═══ PROVIDED RECORDS
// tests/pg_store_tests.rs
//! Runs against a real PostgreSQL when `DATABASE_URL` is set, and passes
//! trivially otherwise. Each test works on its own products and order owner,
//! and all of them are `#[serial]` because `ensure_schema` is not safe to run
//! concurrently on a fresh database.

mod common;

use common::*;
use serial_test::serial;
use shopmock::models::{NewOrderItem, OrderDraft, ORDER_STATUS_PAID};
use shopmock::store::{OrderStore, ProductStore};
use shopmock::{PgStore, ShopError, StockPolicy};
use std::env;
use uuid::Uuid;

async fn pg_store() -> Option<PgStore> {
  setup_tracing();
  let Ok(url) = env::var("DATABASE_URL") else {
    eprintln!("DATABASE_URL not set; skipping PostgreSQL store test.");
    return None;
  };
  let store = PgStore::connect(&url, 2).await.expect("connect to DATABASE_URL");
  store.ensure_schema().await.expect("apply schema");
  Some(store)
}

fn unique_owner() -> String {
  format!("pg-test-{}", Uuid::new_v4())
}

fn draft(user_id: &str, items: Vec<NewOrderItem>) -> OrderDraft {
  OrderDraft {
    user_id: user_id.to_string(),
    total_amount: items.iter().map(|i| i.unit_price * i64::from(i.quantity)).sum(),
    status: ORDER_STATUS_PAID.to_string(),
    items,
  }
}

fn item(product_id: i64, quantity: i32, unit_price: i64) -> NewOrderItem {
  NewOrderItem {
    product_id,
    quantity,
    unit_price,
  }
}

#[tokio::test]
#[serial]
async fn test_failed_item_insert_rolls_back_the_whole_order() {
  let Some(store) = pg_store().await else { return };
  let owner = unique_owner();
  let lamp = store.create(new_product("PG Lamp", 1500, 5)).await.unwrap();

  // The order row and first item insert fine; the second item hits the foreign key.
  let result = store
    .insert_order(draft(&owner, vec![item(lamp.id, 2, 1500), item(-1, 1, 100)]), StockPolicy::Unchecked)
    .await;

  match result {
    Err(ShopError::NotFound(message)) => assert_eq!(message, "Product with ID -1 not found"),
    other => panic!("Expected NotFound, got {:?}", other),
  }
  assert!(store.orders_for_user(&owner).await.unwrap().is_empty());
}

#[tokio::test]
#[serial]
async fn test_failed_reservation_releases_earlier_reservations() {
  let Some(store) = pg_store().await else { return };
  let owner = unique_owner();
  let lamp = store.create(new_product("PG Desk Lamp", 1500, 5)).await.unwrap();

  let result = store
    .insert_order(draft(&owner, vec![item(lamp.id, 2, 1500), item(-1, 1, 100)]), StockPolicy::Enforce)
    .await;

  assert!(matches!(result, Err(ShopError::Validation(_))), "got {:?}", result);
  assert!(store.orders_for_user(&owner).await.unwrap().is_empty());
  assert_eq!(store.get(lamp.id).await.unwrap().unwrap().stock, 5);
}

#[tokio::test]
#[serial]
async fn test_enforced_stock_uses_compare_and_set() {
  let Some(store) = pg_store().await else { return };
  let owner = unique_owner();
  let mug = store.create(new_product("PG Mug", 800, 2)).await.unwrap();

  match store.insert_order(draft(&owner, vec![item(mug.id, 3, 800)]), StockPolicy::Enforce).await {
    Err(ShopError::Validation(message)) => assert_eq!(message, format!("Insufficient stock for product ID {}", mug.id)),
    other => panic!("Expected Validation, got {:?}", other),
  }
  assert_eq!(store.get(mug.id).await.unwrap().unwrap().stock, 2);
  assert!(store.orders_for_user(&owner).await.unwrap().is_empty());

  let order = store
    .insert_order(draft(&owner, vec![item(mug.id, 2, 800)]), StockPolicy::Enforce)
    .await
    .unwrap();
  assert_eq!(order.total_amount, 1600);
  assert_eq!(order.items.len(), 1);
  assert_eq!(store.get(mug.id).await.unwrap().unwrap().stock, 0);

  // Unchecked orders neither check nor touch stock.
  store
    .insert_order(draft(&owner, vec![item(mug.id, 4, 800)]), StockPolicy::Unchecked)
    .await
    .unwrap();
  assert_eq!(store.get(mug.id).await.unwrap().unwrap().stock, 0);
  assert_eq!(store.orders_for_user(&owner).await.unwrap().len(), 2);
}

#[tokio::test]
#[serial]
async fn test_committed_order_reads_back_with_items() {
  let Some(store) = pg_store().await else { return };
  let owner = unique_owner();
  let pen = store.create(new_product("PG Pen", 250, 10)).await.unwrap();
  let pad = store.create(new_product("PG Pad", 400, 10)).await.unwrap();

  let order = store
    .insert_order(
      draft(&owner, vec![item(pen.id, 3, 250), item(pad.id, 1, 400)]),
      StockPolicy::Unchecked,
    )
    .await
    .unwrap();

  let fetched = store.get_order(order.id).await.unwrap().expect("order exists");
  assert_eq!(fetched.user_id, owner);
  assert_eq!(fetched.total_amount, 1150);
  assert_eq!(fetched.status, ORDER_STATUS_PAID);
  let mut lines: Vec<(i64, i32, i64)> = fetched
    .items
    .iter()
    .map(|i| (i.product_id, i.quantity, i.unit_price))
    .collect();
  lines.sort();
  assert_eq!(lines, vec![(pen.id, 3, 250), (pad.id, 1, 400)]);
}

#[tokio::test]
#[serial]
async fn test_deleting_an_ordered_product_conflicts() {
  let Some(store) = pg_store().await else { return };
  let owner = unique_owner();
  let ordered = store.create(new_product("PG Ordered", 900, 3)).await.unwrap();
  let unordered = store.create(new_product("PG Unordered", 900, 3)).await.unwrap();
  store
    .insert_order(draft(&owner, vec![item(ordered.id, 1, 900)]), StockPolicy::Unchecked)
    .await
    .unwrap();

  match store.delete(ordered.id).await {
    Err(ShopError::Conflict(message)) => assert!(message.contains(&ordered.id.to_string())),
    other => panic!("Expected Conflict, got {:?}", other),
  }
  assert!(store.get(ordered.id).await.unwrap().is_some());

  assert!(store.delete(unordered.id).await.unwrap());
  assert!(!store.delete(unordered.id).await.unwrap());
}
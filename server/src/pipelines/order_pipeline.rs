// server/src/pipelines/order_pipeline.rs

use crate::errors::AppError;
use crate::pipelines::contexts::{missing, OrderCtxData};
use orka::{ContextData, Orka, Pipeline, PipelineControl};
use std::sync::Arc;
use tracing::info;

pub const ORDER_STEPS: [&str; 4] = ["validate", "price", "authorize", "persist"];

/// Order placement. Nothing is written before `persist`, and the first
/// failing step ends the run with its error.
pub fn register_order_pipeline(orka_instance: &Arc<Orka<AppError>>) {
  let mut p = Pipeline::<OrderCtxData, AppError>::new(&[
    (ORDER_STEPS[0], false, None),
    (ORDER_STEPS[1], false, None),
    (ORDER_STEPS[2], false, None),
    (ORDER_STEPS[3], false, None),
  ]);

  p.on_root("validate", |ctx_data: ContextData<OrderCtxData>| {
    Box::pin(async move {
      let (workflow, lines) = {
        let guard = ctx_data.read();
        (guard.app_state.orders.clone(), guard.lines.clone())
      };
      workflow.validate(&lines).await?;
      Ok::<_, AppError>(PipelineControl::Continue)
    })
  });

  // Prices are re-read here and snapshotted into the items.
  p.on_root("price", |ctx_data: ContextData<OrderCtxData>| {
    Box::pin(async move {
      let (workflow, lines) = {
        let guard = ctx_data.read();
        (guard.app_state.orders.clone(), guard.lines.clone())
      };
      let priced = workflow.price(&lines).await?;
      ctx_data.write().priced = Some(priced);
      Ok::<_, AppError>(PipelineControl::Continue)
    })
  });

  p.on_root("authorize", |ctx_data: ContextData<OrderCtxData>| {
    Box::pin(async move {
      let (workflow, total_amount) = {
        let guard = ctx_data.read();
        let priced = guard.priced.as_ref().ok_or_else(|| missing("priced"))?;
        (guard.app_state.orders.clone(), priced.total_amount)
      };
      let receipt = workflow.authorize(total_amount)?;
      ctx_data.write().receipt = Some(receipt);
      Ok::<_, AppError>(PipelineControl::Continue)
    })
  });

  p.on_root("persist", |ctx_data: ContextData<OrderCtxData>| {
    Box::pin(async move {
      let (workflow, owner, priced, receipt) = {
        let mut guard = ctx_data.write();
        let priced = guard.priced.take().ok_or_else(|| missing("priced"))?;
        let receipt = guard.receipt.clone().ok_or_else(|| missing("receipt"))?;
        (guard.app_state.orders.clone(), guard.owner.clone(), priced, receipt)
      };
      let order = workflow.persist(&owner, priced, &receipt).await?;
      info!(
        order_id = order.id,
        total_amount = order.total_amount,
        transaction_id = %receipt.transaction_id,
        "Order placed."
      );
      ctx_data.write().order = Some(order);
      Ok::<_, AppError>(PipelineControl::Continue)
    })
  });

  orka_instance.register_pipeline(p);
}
══════
*AIM OF THE TASK*:
The lines from the top of the data above down to the line containing "use uuid::Uuid;" are to be copied exactly; no other line should appear.

*WRITTEN ANSWER*:
// tests/pg_store_tests.rs
//! Runs against a real PostgreSQL when `DATABASE_URL` is set, and passes
//! trivially otherwise. Each test works on its own products and order owner,
//! and all of them are `#[serial]` because `ensure_schema` is not safe to run
//! concurrently on a fresh database.

mod common;

use common::*;
use serial_test::serial;
use shopmock::models::{NewOrderItem, OrderDraft, ORDER_STATUS_PAID};
use shopmock::store::{OrderStore, ProductStore};
use shopmock::{PgStore, ShopError, StockPolicy};
use std::env;
use uuid::Uuid;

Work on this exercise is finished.